The CID-MS3 of peptide-dinucleotide conjugates revealed that most dissociations occurred in the dinucleotide moieties whereas peptide backbone dissociations were scarce or absent. To assess the effect of peptide covalent binding on the CID spectra of the conjugates, we obtained reference CID-MS2 of protonated dinucleotides under the same conditions of slow heating in the ion trap, typically achieving > 80% precursor ion depletion following excitation. The reference spectra (Supplementary Figs. S7a-f) are now briefly described, and the observed fragment ions are compared with their analogues from the peptide conjugates.

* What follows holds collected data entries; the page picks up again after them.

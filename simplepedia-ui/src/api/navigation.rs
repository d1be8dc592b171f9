//! Navigation endpoints
//!
//! The front end reports route changes and button presses here; the
//! session translates them into selection changes.

use axum::{
    extract::{Query, State},
    Json,
};
use serde::{Deserialize, Serialize};
use simplepedia_common::editor::EditorForm;
use simplepedia_common::navigation::{Button, ButtonBar, NavigationEvent};
use simplepedia_common::ArticleId;
use tracing::debug;

use crate::api::selection::SelectionResponse;
use crate::api::ApiError;
use crate::route::Route;
use crate::AppState;

#[derive(Debug, Serialize)]
pub struct NavigateResponse {
    pub route: Route,
}

#[derive(Debug, Deserialize)]
pub struct RouteQuery {
    pub path: String,
}

#[derive(Debug, Deserialize)]
pub struct PressRequest {
    pub button: Button,
}

/// The open editor form, as the editor page renders it
#[derive(Debug, Serialize)]
pub struct EditorResponse {
    /// None in create mode
    pub editing: Option<ArticleId>,
    pub title: String,
    pub contents: String,
    pub can_save: bool,
}

impl From<&EditorForm> for EditorResponse {
    fn from(form: &EditorForm) -> Self {
        Self {
            editing: form.editing(),
            title: form.title().to_string(),
            contents: form.contents().to_string(),
            can_save: form.can_save(),
        }
    }
}

/// POST /api/navigate
pub async fn navigate(
    State(state): State<AppState>,
    Json(event): Json<NavigationEvent>,
) -> Result<Json<NavigateResponse>, ApiError> {
    let mut session = state.session.write().await;
    let route = session.navigate(event)?;
    debug!("Navigation {:?} -> {}", event, route);
    state.publish_selection(&session);
    Ok(Json(NavigateResponse { route }))
}

/// GET /api/route?path=/articles/12
///
/// Opens a direct link and returns the resulting selection.
pub async fn open_route(
    State(state): State<AppState>,
    Query(query): Query<RouteQuery>,
) -> Result<Json<SelectionResponse>, ApiError> {
    let route = Route::parse(&query.path).ok_or_else(|| ApiError::UnknownRoute(query.path.clone()))?;

    let mut session = state.session.write().await;
    session.open_route(route)?;
    state.publish_selection(&session);
    Ok(Json(SelectionResponse::from_session(&session)))
}

/// GET /api/buttons
pub async fn get_buttons(State(state): State<AppState>) -> Json<ButtonBar> {
    Json(state.session.read().await.buttons())
}

/// POST /api/buttons
///
/// A press on a disabled button is 409 and changes nothing.
pub async fn press_button(
    State(state): State<AppState>,
    Json(request): Json<PressRequest>,
) -> Result<Json<NavigateResponse>, ApiError> {
    let mut session = state.session.write().await;
    let route = session.press(request.button)?;
    debug!("Button {} -> {}", request.button, route);
    state.publish_selection(&session);
    Ok(Json(NavigateResponse { route }))
}

/// GET /api/editor
///
/// The form the editor is showing, or null outside the editor.
pub async fn get_editor(State(state): State<AppState>) -> Json<Option<EditorResponse>> {
    let session = state.session.read().await;
    Json(session.editor().map(EditorResponse::from))
}
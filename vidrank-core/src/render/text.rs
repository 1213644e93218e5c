use std::fmt::Write as _;

use crate::analysis::AnalysisReport;
use crate::score::duration::format_minutes_seconds;

use super::traits::Renderer;
use super::{group_thousands, selection_heading};

const TITLE_WIDTH: usize = 40;

/// Plain terminal table of the selected items plus the summary.
#[derive(Debug, Clone, Copy, Default)]
pub struct TextRenderer;

impl Renderer for TextRenderer {
    fn name(&self) -> &'static str {
        "text"
    }

    fn extension(&self) -> &'static str {
        "txt"
    }

    fn render(&self, report: &AnalysisReport) -> crate::error::Result<String> {
        let mut out = String::new();
        let _ = writeln!(
            out,
            "{} ({} of {} items after filtering)\n",
            selection_heading(report),
            report.classified.len(),
            report.input_count
        );

        if report.selected.is_empty() {
            out.push_str("No items.\n");
        } else {
            let _ = writeln!(
                out,
                "{:>4}  {:<9}  {:>9}  {:>7}  {:>12}  {:>8}  {}",
                "#", "TIER", "SCORE", "ENG%", "VIEWS", "LENGTH", "TITLE"
            );
            for (i, c) in report.selected.iter().enumerate() {
                let item = c.item();
                let title = if item.title.is_empty() { &item.id } else { &item.title };
                let _ = writeln!(
                    out,
                    "{:>4}  {:<9}  {:>9.2}  {:>7.2}  {:>12}  {:>8}  {}",
                    i + 1,
                    c.performance_tier.as_str(),
                    c.scored.popularity_score(),
                    c.scored.engagement_rate() * 100.0,
                    group_thousands(item.view_count),
                    format_minutes_seconds(item.duration_seconds),
                    clip(title, TITLE_WIDTH),
                );
            }
        }

        let s = &report.summary;
        out.push_str("\nSummary\n");
        let _ = writeln!(out, "  average views:       {:.1}", s.average_views);
        let _ = writeln!(
            out,
            "  average engagement:  {:.2}%",
            s.average_engagement_rate * 100.0
        );
        let tiers: Vec<String> = crate::types::PerformanceTier::ALL
            .iter()
            .map(|t| format!("{t}={}", s.tier_counts.get(*t)))
            .collect();
        let _ = writeln!(out, "  tiers:               {}", tiers.join(" "));
        if let (Some(best), Some(worst)) = (&s.best_performer, &s.worst_performer) {
            let _ = writeln!(out, "  best / worst:        {best} / {worst}");
        }
        out.push_str("\nRecommendations\n");
        for rec in &s.recommendations {
            let _ = writeln!(out, "  - {rec}");
        }
        Ok(out)
    }
}

/// Cut to `width` characters with a trailing ellipsis.
fn clip(text: &str, width: usize) -> String {
    if text.chars().count() <= width {
        text.to_string()
    } else {
        let kept: String = text.chars().take(width.saturating_sub(1)).collect();
        format!("{kept}…")
    }
}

CID-MS2 of (dAA + H)+ (Fig. S7a) showed a (m-BH)+ > w1/d1+ pattern of fragment ion intensities that was analogous to that for CID-MS3 of the C*AQK, *CAQK, and CAQK* conjugates. The [(m-BH)+]/[w1/d1+] intensity ratio for (dAA + H)+ (1.4) was slightly higher than that shown for (dAA + C*AQK − N2 + H)+ (1.2) in Fig. 3a. CID-MS2 of (dGG + H)+ (Fig. S7b) showed a dominant loss of guanine but relatively much less backbone cleavage to the w1/d1+ ions than was observed in CID-MS3 of the C*AQK and *CAQK conjugates. The differences for dAA and dGG may be caused by peptide cross-linking to the nucleobases, as indicated by the CID-MS3 spectra, which can be expected to hamper the loss of a free nucleobase from the conjugate. CID-MS2 of (dAT + H)+ (Fig. S7c) chiefly produced the w1+ fragment ion, which was also prominent in the CID-MS3 of the dAT conjugate (Fig. 3b). The CID-MS2 spectrum of (dGC + H)+ (Fig. S7d) displayed fragment ions by loss of G and C in a 1.1:1 ratio. This was different from the CID-MS3 spectrum of the dGC conjugate (Fig. 3d) where the loss of G was fourfold more prominent. In addition, the conjugate showed a higher propensity for backbone cleavage forming the w1_M+ fragment ion compared to the formation of the analogous w1+ ion from (dGC + H)+. Regarding dCG, both (CG + H)+ (Fig. S7e) and the conjugate ion with C*AQK (Fig. 3e) preferred loss of cytosine. The main difference was in the formation of the w1+ fragment ion which was more prominent in the CID-MS3 spectrum of the conjugate (m/z 713, Fig. 3e). Summarizing these comparisons, covalent attachment of CAQK peptides did not change the nature of CID of the dinucleotide conjugates and indicated the prevalence of 5′-base losses and formation of w ions. The differences in the relative intensities of analogous nucleotide and conjugate fragment ions can be related to the presence of the peptide moiety, in particular in blocking the loss of free nucleobases.

Complex Ion Structures

The experimental data indicated a high overall efficiency of gas-phase cross-linking in CAQK-dXX complexes that reached 46% for (dGG + C*AQK + H)+ (Table 1). At the same time, the CID-MS3 data provided only limited information on the location of covalent cross-links, which, for dAA and dGG, was hampered by their near-symmetrical nature, leading to indistinguishable isomeric fragments. To improve resolution and relate the observed cross-links to the gas-phase ion structures, we carried out extensive computational analysis of the (dGG + C*AQK + H)+ system using Born-Oppenheimer molecular dynamics (BOMD) at the semi-empirical level of quantum theory that included all valence-electron interactions. Thermodynamic calculations were also carried out that relied on density functional theory including dispersion interactions and solvation effects in water.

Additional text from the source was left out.